While the recent tariff announcement by US President Donald Trump is not new, the “disruptive impact” of those tariffs will continue to undermine domestic economic activity in the second half of 2025, says Jee-A van der Linde, senior economist at Oxford Economics.
Van der Linde specifically referred to private-sector investment, which declined by 1.7% quarter to quarter in the first quarter.
Oxford Economics has already slashed its 2025 growth forecast almost in half to 0.8%, citing the tariff shock and coalition wrangling in Pretoria.
Van der Linde is also concerned that the existing supply-side constraints will worsen the impact of US tariffs on domestic exporters.
“Given SA’s frail economy, businesses can also ill afford defiant posturing from the government and retaliatory measures are therefore considered unlikely,” he said.
Old Mutual chief economist Johann Els said the impact on the economy “won’t be more severe than what we expected before”, adding that the impact would be sector-specific, with vehicles, citrus and wine the most exposed.

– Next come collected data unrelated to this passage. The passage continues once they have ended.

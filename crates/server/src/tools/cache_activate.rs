//! cache_activate tool implementation.
//!
//! Activates a generation that installed but was left waiting.

use rmcp::{ErrorData as McpError, model::CallToolResult};

use super::json_result;
use crate::handler::AppState;

/// Implementation of the cache_activate tool.
pub async fn activate_impl(state: &AppState) -> Result<CallToolResult, McpError> {
    let report = state.registration.activate_waiting().await?;
    json_result(&report)
}

#[cfg(test)]
mod tests {
    use super::*;
    use crate::tools::cache_install::install_impl;
    use crate::tools::testing::{FixedNetwork, output_json, state_with_config};
    use precache_core::AppConfig;

    fn network() -> FixedNetwork {
        FixedNetwork::default().serve("https://tools.example.com/app.html", "<html>")
    }

    fn config(name: &str) -> AppConfig {
        AppConfig {
            cache_name: name.into(),
            scope: "https://tools.example.com/".into(),
            assets: vec!["./app.html".into()],
            skip_waiting: false,
            ..Default::default()
        }
    }

    #[tokio::test]
    async fn test_activate_without_waiting_generation() {
        let state = state_with_config(config("v1"), network());
        let err = activate_impl(&state).await.unwrap_err();
        assert_eq!(err.code.0, -32022);
    }

    #[tokio::test]
    async fn test_activate_waiting_generation() {
        let state = state_with_config(config("v2"), network());
        // v1 activates on first install since nothing is active yet
        let v1 = precache_client::CacheRouter::from_config(&config("v1"), state.storage.clone(), state.network.clone())
            .unwrap();
        state.registration.install(std::sync::Arc::new(v1)).await.unwrap();

        let installed = output_json(&install_impl(&state).await.unwrap());
        assert!(installed["activation"].is_null());

        let output = output_json(&activate_impl(&state).await.unwrap());
        assert_eq!(output["generation"], "v2");
        assert_eq!(output["deleted"], serde_json::json!(["v1"]));
    }
}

“So there will be an impact, but it won’t be an all-fall-down scenario,” Els said, with his growth forecast unchanged at 1.3%.
This is slightly above the Treasury’s GDP growth scenario released in the May budget, which assumes tariffs rising above 10% for a few countries.
“Growth among key trading partners is subdued, with global trade volumes, investor confidence and economic activity declining,” the Treasury said at the time, forecasting GDP to be 0.3 and 0.4 percentage points below the baseline in 2025 and 2026, respectively.
Annabel Bishop, Investec chief economist, said the toll on the motor and agricultural value chains could be severe if the full duty was enforced in August, even with partial exclusions for metals and minerals.
“While countries can seek alternative trade partners to the US it takes a substantial amount of time,” she said. “Additionally, there would also be an incentive for large foreign manufacturers currently operating in SA to move operations to the US.”
It is also clear that the latest US tariff decision offsets any remaining advantages of duty-free access enjoyed so far by SA under the African Growth and Opportunity Act (Agoa), said Raymond Parsons from the NWU Business School, adding that further uncertainty was the status of Trump’s threat to impose an additional 10% tariff on Brics countries.
“The global reality is that the aggressive US tariff policy is creating a fragmented world trading system that further elevates economic uncertainty, disrupts supply chains and hampers economic activity.”
But Parsons added that SA was not without remedies: “As a small open economy, it remains essential that bilateral negotiations must continue to stabilise and consolidate future US-SA investment and trade relations.”
This is Pretoria’s plan.
“This 30% tariff is based on a particular interpretation of the balance of trade between SA and the US,” the presidency said in an earlier statement, noting that average duties on goods entering SA were just 7.6%.
“This contested interpretation forms part of the issues under consideration by the negotiating teams from SA and the US.”
According to Parsons, the government and the private sector must continue to seek alternative markets, regardless.
Markets seem to have largely taken the latest news in their stride. “Most of this is priced in already,” Els explained. “This is a negative, but it’s not a new negative … and there’s still a possibility this isn’t final.”
He said as the 30% headline rate was the same figure flagged in April, it was baked into most growth forecasts.
Van der Linde still expects the Reserve Bank’s monetary policy committee (MPC) to cut rates by 25 basis points at their next meeting on July 31.
Els also sees room for an MPC rate cut, though he cautions it is likely to be a more “hawkish” move due to recent tariff risks.